** Goal of the exercise **
Beginning at the line that includes "let err = dao.find_one_or_fail(gone.id).await.unwrap_err();" in the entries below, print each line exactly as it appears, through the last one.

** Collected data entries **
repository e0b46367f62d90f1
use anyhow::Result;
use percent_encoding::{AsciiSet, NON_ALPHANUMERIC, utf8_percent_encode};
use serde::{Deserialize, Serialize};

use crate::db::providers::DbProviderId;

use super::{defaults, envconfig::EnvConfig, validate};

#[derive(Debug, Clone, Deserialize, Serialize, Default)]
#[serde(default, deny_unknown_fields)]
pub struct AppConfig {
    pub general: GeneralConfig,
    pub logging: LoggingConfig,
    pub database: DatabaseConfig,
}

impl AppConfig {
    pub fn from_env() -> Result<Self> {
        <Self as EnvConfig>::from_env()
    }
}

impl EnvConfig for AppConfig {
    fn validate(&self) -> Result<()> {
        validate::validate(self)
    }
}

#[derive(Debug, Clone, Deserialize, Serialize)]
#[serde(default, deny_unknown_fields)]
pub struct GeneralConfig {
    pub host: String,
    pub port: u16,
}

impl Default for GeneralConfig {
    fn default() -> Self {
        Self {
            host: defaults::DEFAULT_HOST.to_string(),
            port: defaults::DEFAULT_PORT as u16,
        }
    }
}

#[derive(Debug, Clone, Deserialize, Serialize)]
#[serde(default, deny_unknown_fields)]
pub struct LoggingConfig {
    pub rust_log: String,
}

impl Default for LoggingConfig {
    fn default() -> Self {
        Self {
            rust_log: defaults::DEFAULT_RUST_LOG.to_string(),
        }
    }
}

/// Connection settings for the todo store. A full `url` takes precedence
/// over the individual parts.
#[derive(Debug, Clone, Deserialize, Serialize)]
#[serde(default, deny_unknown_fields)]
pub struct DatabaseConfig {
    pub url: Option<String>,
    pub driver: DbProviderId,
    pub host: String,
    pub port: Option<u16>,
    pub user: String,
    pub password: String,
    pub name: String,
    pub max_connections: u32,
    pub min_idle: u32,
}

impl Default for DatabaseConfig {
    fn default() -> Self {
        Self {
            url: None,
            driver: DbProviderId::Postgres,
            host: defaults::DEFAULT_DB_HOST.to_string(),
            port: None,
            user: defaults::DEFAULT_DB_USER.to_string(),
            password: defaults::DEFAULT_DB_PASSWORD.to_string(),
            name: defaults::DEFAULT_DB_NAME.to_string(),
            max_connections: defaults::DEFAULT_DB_MAX_CONNECTIONS as u32,
            min_idle: defaults::DEFAULT_DB_MIN_IDLE as u32,
        }
    }
}

// RFC 3986 unreserved characters stay literal in the userinfo part.
const USERINFO: &AsciiSet = &NON_ALPHANUMERIC
    .remove(b'-')
    .remove(b'.')
    .remove(b'_')
    .remove(b'~');

impl DatabaseConfig {
    pub fn explicit_url(&self) -> Option<&str> {
        self.url
            .as_deref()
            .map(str::trim)
            .filter(|url| !url.is_empty())
    }

    pub fn port_or_default(&self) -> u16 {
        self.port.unwrap_or(match self.driver {
            DbProviderId::MySql => defaults::DEFAULT_MYSQL_PORT as u16,
            DbProviderId::Postgres | DbProviderId::Sqlite => defaults::DEFAULT_POSTGRES_PORT as u16,
        })
    }

    pub fn connection_url(&self) -> String {
        if let Some(url) = self.explicit_url() {
            return url.to_string();
        }

        match self.driver {
            DbProviderId::Postgres | DbProviderId::MySql => format!(
                "{}://{}:{}@{}:{}/{}",
                self.driver.as_str(),
                utf8_percent_encode(&self.user, USERINFO),
                utf8_percent_encode(&self.password, USERINFO),
                self.host,
                self.port_or_default(),
                self.name
            ),
            DbProviderId::Sqlite => format!("sqlite://{}?mode=rwc", self.name),
        }
    }
}
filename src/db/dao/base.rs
use chrono::Utc;
use sea_orm::sea_query::Expr;
use sea_orm::{
    ActiveModelTrait, ColumnTrait, DatabaseConnection, EntityTrait, FromQueryResult,
    IntoActiveModel, QueryFilter, QueryOrder, Select,
};
use uuid::Uuid;

use super::base_traits::{HasBaseColumns, HasIdActiveModel, TimestampedActiveModel};
use super::error::{DaoLayerError, DaoResult};

type Model<E> = <E as EntityTrait>::Model;
type ActiveModel<E> = <E as EntityTrait>::ActiveModel;

/// Generic access to a soft-deletable table.
///
/// Reads go through [`DaoBase::live`], so a row whose `deleted_at` is set is
/// never returned, updated or deleted again by anything built on this trait.
#[async_trait::async_trait]
pub trait DaoBase: Clone + Send + Sync + Sized
where
    Model<Self::Entity>: FromQueryResult + IntoActiveModel<ActiveModel<Self::Entity>> + Send + Sync,
    ActiveModel<Self::Entity>:
        ActiveModelTrait<Entity = Self::Entity> + HasIdActiveModel + TimestampedActiveModel + Send,
    Self::Entity: HasBaseColumns,
{
    type Entity: EntityTrait + Send + Sync;

    fn new(db: &DatabaseConnection) -> Self;

    fn db(&self) -> &DatabaseConnection;

    fn live() -> Select<Self::Entity> {
        Self::Entity::find().filter(Self::Entity::deleted_at_column().is_null())
    }

    async fn find_all(&self) -> DaoResult<Vec<Model<Self::Entity>>> {
        Self::live()
            .order_by_asc(Self::Entity::created_at_column())
            .all(self.db())
            .await
            .map_err(DaoLayerError::Db)
    }

    async fn find_by_id(&self, id: Uuid) -> DaoResult<Model<Self::Entity>> {
        let model = Self::live()
            .filter(Self::Entity::id_column().eq(id))
            .one(self.db())
            .await
            .map_err(DaoLayerError::Db)?;

        model.ok_or_else(|| DaoLayerError::not_found::<Self::Entity>(id))
    }

    async fn create(
        &self,
        data: impl IntoActiveModel<ActiveModel<Self::Entity>> + Send,
    ) -> DaoResult<Model<Self::Entity>> {
        let now = Utc::now().fixed_offset();
        let mut active = data.into_active_model();
        active.set_id(Uuid::new_v4());
        active.set_created_at(now);
        active.set_updated_at(now);
        active.insert(self.db()).await.map_err(DaoLayerError::Db)
    }

    /// Writes the `Set` columns of `active` onto live row `id`, bumps
    /// `updated_at` and returns the stored row.
    async fn save(
        &self,
        id: Uuid,
        mut active: ActiveModel<Self::Entity>,
    ) -> DaoResult<Model<Self::Entity>> {
        active.set_updated_at(Utc::now().fixed_offset());
        let result = Self::Entity::update_many()
            .set(active)
            .filter(Self::Entity::id_column().eq(id))
            .filter(Self::Entity::deleted_at_column().is_null())
            .exec(self.db())
            .await
            .map_err(DaoLayerError::Db)?;
        if result.rows_affected == 0 {
            return Err(DaoLayerError::not_found::<Self::Entity>(id));
        }
        self.find_by_id(id).await
    }

    async fn soft_delete(&self, id: Uuid) -> DaoResult<()> {
        let result = Self::Entity::update_many()
            .col_expr(
                Self::Entity::deleted_at_column(),
                Expr::value(Utc::now().fixed_offset()),
            )
            .filter(Self::Entity::id_column().eq(id))
            .filter(Self::Entity::deleted_at_column().is_null())
            .exec(self.db())
            .await
            .map_err(DaoLayerError::Db)?;

        if result.rows_affected == 0 {
            return Err(DaoLayerError::not_found::<Self::Entity>(id));
        }

        Ok(())
    }
}
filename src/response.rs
use axum::{
    Json,
    http::StatusCode,
    response::{IntoResponse, Response},
};
use serde::Serialize;

use crate::error::AppError;

pub type ApiResult<T> = Result<JsonApiResponse<T>, AppError>;

#[derive(Debug, Serialize)]
pub struct JsonApiResponse<T: Serialize> {
    pub status: u16,
    pub message: String,
    pub data: T,
}

impl<T: Serialize> JsonApiResponse<T> {
    pub fn ok(data: T) -> ApiResult<T> {
        Ok(Self {
            status: StatusCode::OK.as_u16(),
            message: "ok".to_string(),
            data,
        })
    }

    pub fn with_status(status: StatusCode, message: impl Into<String>, data: T) -> ApiResult<T> {
        Ok(Self {
            status: status.as_u16(),
            message: message.into(),
            data,
        })
    }
}

impl JsonApiResponse<serde_json::Value> {
    pub(crate) fn from_error(err: &AppError) -> Self {
        Self::failure(status_for(err), err.message())
    }

    pub(crate) fn failure(status: StatusCode, message: impl Into<String>) -> Self {
        Self {
            status: status.as_u16(),
            message: message.into(),
            data: serde_json::Value::Null,
        }
    }
}

impl IntoResponse for AppError {
    fn into_response(self) -> Response {
        let status = status_for(&self);
        if status.is_server_error() {
            log_app_error(&self, status);
        }
        JsonApiResponse::from_error(&self).into_response()
    }
}

impl<T: Serialize> IntoResponse for JsonApiResponse<T> {
    fn into_response(self) -> Response {
        let status = StatusCode::from_u16(self.status)
            .unwrap_or(StatusCode::INTERNAL_SERVER_ERROR);
        (status, Json(self)).into_response()
    }
}

pub(crate) fn log_app_error(err: &AppError, status: StatusCode) {
    match err {
        AppError::Storage { message, source } => tracing::error!(
            status = status.as_u16(),
            error = %source,
            "{message}"
        ),
        other => tracing::error!(status = status.as_u16(), "{}", other.message()),
    }
}

pub fn status_for(err: &AppError) -> StatusCode {
    match err {
        AppError::Validation(_) => StatusCode::BAD_REQUEST,
        AppError::NotFound(_) => StatusCode::NOT_FOUND,
        AppError::Storage { .. } => StatusCode::INTERNAL_SERVER_ERROR,
    }
}
use sea_orm::DbErr;
use uuid::Uuid;

#[derive(Debug, thiserror::Error)]
pub enum DaoLayerError {
    #[error("Database error: {0}")]
    Db(#[from] DbErr),
    #[error("{entity} not found (id={id})")]
    NotFound { entity: &'static str, id: Uuid },
}

pub type DaoResult<T> = Result<T, DaoLayerError>;

impl DaoLayerError {
    pub fn not_found<E>(id: Uuid) -> Self {
        DaoLayerError::NotFound {
            entity: std::any::type_name::<E>(),
            id,
        }
    }
}
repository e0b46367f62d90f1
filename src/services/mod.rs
pub mod context;
pub mod todo_service;

pub use context::ServiceContext;
pub use todo_service::TodoService;
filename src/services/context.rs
use std::sync::Arc;

use sea_orm::DatabaseConnection;

use crate::{
    db::{dao::DaoContext, repository::TodoRepository},
    services::todo_service::TodoService,
    state::AppState,
};

/// Explicit wiring of services to their storage.
#[derive(Clone)]
pub struct ServiceContext {
    todos: Arc<dyn TodoRepository>,
}

impl ServiceContext {
    pub fn new(db: &DatabaseConnection) -> Self {
        let daos = DaoContext::new(db);
        Self::with_repository(Arc::new(daos.todo()))
    }

    pub fn with_repository(todos: Arc<dyn TodoRepository>) -> Self {
        Self { todos }
    }

    pub fn from_state(state: &AppState) -> Self {
        state.services.clone()
    }

    pub fn todo(&self) -> TodoService {
        TodoService::new(Arc::clone(&self.todos))
    }
}
use sea_orm::DatabaseConnection;
use tracing::info;

use super::providers::{self, redact_url};
use crate::config::DatabaseConfig;

pub async fn connect(cfg: &DatabaseConfig) -> anyhow::Result<DatabaseConnection> {
    let url = cfg.connection_url();
    let provider = providers::default_registry()?.provider_for_url(&url)?;
    info!(
        provider = provider.id().as_str(),
        url = %redact_url(&url),
        "connecting to database"
    );

    let db = provider.connect(cfg).await?;
    provider.post_connect(&db, cfg).await?;

    info!("syncing database schema from entities");
    db.get_schema_registry("todo_server::db::entities::*")
        .sync(&db)
        .await?;
    Ok(db)
}
use axum::{Router, routing::get};

use crate::response::{ApiResult, JsonApiResponse};

pub fn router() -> Router {
    Router::new().route("/health", get(health))
}

async fn health() -> ApiResult<serde_json::Value> {
    JsonApiResponse::ok(serde_json::json!({ "ok": true }))
}
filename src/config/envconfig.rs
use std::path::Path;

use ::config as config_rs;
use anyhow::{Context, Result};
use serde::de::DeserializeOwned;

/// Environment-backed configuration: `APP_<SECTION>__<KEY>` maps onto
/// `section.key` of the implementing type.
pub trait EnvConfig: Sized + DeserializeOwned {
    const PREFIX: &'static str = "APP";
    const SEPARATOR: &'static str = "__";

    fn load_dotenv() {
        // Load .env from crate root (falls back to current dir if missing)
        let manifest_dir = Path::new(env!("CARGO_MANIFEST_DIR"));
        let _ = dotenvy::from_filename(manifest_dir.join(".env")).or_else(|_| dotenvy::dotenv());
    }

    fn validate(&self) -> Result<()> {
        Ok(())
    }

    fn from_env() -> Result<Self> {
        Self::load_dotenv();
        Self::from_source(
            config_rs::Environment::with_prefix(Self::PREFIX)
                .prefix_separator("_")
                .separator(Self::SEPARATOR)
                .try_parsing(true),
        )
    }

    fn from_source<S>(source: S) -> Result<Self>
    where
        S: config_rs::Source + Send + Sync + 'static,
    {
        let settings = config_rs::Config::builder()
            .add_source(source)
            .build()
            .context("failed to read environment variables for config")?;

        let cfg = settings
            .try_deserialize::<Self>()
            .context("failed to deserialize environment into config")?;

        cfg.validate()?;
        Ok(cfg)
    }
}
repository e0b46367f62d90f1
use std::sync::Arc;

use sea_orm::{DatabaseConnection, EntityTrait, PaginatorTrait};
use uuid::Uuid;

use todo_server::{
    config::DatabaseConfig,
    db::{
        connection,
        dao::{DaoContext, DaoLayerError},
        entities::prelude::TodoItem,
        providers::DbProviderId,
        repository::{NewTodo, TodoChanges, TodoRepository},
    },
    error::AppError,
    services::TodoService,
};

async fn sqlite_db() -> DatabaseConnection {
    let cfg = DatabaseConfig {
        url: Some("sqlite::memory:".to_string()),
        driver: DbProviderId::Sqlite,
        ..DatabaseConfig::default()
    };
    connection::connect(&cfg)
        .await
        .expect("in-memory sqlite should connect")
}

fn new_todo(task: &str) -> NewTodo {
    NewTodo {
        task: task.to_string(),
        is_done: false,
    }
}

#[tokio::test]
async fn dao_round_trips_items() {
    let db = sqlite_db().await;
    let dao = DaoContext::new(&db).todo();

    let first = dao.create(new_todo("task 1")).await.unwrap();
    let second = dao.create(new_todo("task 2")).await.unwrap();
    assert_ne!(first.id, second.id);
    assert!(first.deleted_at.is_none());

    let found = dao.find_one_or_fail(first.id).await.unwrap();
    assert_eq!(found.task, "task 1");
    assert!(!found.is_done);

    let all = dao.find_all().await.unwrap();
    let ids: Vec<_> = all.iter().map(|item| item.id).collect();
    assert_eq!(ids, [first.id, second.id]);
}

#[tokio::test]
async fn dao_save_persists_changes() {
    let db = sqlite_db().await;
    let dao = DaoContext::new(&db).todo();

    let item = dao.create(new_todo("task")).await.unwrap();
    let merged = dao.merge(
        item.clone(),
        TodoChanges {
            is_done: Some(true),
            ..TodoChanges::default()
        },
    );
    let saved = dao.save(merged).await.unwrap();
    assert!(saved.is_done);
    assert_eq!(saved.task, "task");
    assert!(saved.updated_at >= item.updated_at);

    let reloaded = dao.find_one_or_fail(item.id).await.unwrap();
    assert!(reloaded.is_done);
}

#[tokio::test]
async fn soft_delete_hides_rows_but_keeps_them() {
    let db = sqlite_db().await;
    let dao = DaoContext::new(&db).todo();

    let keep = dao.create(new_todo("keep")).await.unwrap();
    let gone = dao.create(new_todo("gone")).await.unwrap();

    dao.soft_delete(gone.id).await.unwrap();

    let err = dao.find_one_or_fail(gone.id).await.unwrap_err();
    assert!(matches!(err, DaoLayerError::NotFound { .. }));

    let live = dao.find_all().await.unwrap();
    assert_eq!(live.len(), 1);
    assert_eq!(live[0].id, keep.id);

    let err = dao.soft_delete(gone.id).await.unwrap_err();
    assert!(matches!(err, DaoLayerError::NotFound { .. }));

    let err = dao.save(gone.clone()).await.unwrap_err();
    assert!(matches!(err, DaoLayerError::NotFound { .. }));

    let stored = TodoItem::find_by_id(gone.id)
        .one(&db)
        .await
        .unwrap()
        .expect("soft-deleted row should still exist");
    assert!(stored.deleted_at.is_some());
    assert_eq!(stored.task, "gone");
    assert_eq!(TodoItem::find().count(&db).await.unwrap(), 2);
}

#[tokio::test]
async fn service_flow_over_sqlite() {
    let db = sqlite_db().await;
    let service = TodoService::new(Arc::new(DaoContext::new(&db).todo()));

    let created = service.create(new_todo("buy milk")).await.unwrap();
    let updated = service
        .update(
            created.id,
            TodoChanges {
                task: Some("buy milk and eggs".to_string()),
                is_done: None,
            },
        )
        .await
        .unwrap();
    assert_eq!(updated.task, "buy milk and eggs");
    assert!(!updated.is_done);

    service.delete_by_id(created.id).await.unwrap();

    let err = service.find_one_or_fail(created.id).await.unwrap_err();
    assert!(matches!(err, AppError::NotFound(_)));
    assert!(service.find_all().await.unwrap().is_empty());

    let err = service.delete_by_id(Uuid::new_v4()).await.unwrap_err();
    assert!(matches!(err, AppError::NotFound(_)));
}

** Task response **
    let err = dao.find_one_or_fail(gone.id).await.unwrap_err();
    assert!(matches!(err, DaoLayerError::NotFound { .. }));

    let live = dao.find_all().await.unwrap();
    assert_eq!(live.len(), 1);
    assert_eq!(live[0].id, keep.id);

    let err = dao.soft_delete(gone.id).await.unwrap_err();
    assert!(matches!(err, DaoLayerError::NotFound { .. }));

    let err = dao.save(gone.clone()).await.unwrap_err();
    assert!(matches!(err, DaoLayerError::NotFound { .. }));

    let stored = TodoItem::find_by_id(gone.id)
        .one(&db)
        .await
        .unwrap()
        .expect("soft-deleted row should still exist");
    assert!(stored.deleted_at.is_some());
    assert_eq!(stored.task, "gone");
    assert_eq!(TodoItem::find().count(&db).await.unwrap(), 2);
}

#[tokio::test]
async fn service_flow_over_sqlite() {
    let db = sqlite_db().await;
    let service = TodoService::new(Arc::new(DaoContext::new(&db).todo()));

    let created = service.create(new_todo("buy milk")).await.unwrap();
    let updated = service
        .update(
            created.id,
            TodoChanges {
                task: Some("buy milk and eggs".to_string()),
                is_done: None,
            },
        )
        .await
        .unwrap();
    assert_eq!(updated.task, "buy milk and eggs");
    assert!(!updated.is_done);

    service.delete_by_id(created.id).await.unwrap();

    let err = service.find_one_or_fail(created.id).await.unwrap_err();
    assert!(matches!(err, AppError::NotFound(_)));
    assert!(service.find_all().await.unwrap().is_empty());

    let err = service.delete_by_id(Uuid::new_v4()).await.unwrap_err();
    assert!(matches!(err, AppError::NotFound(_)));
}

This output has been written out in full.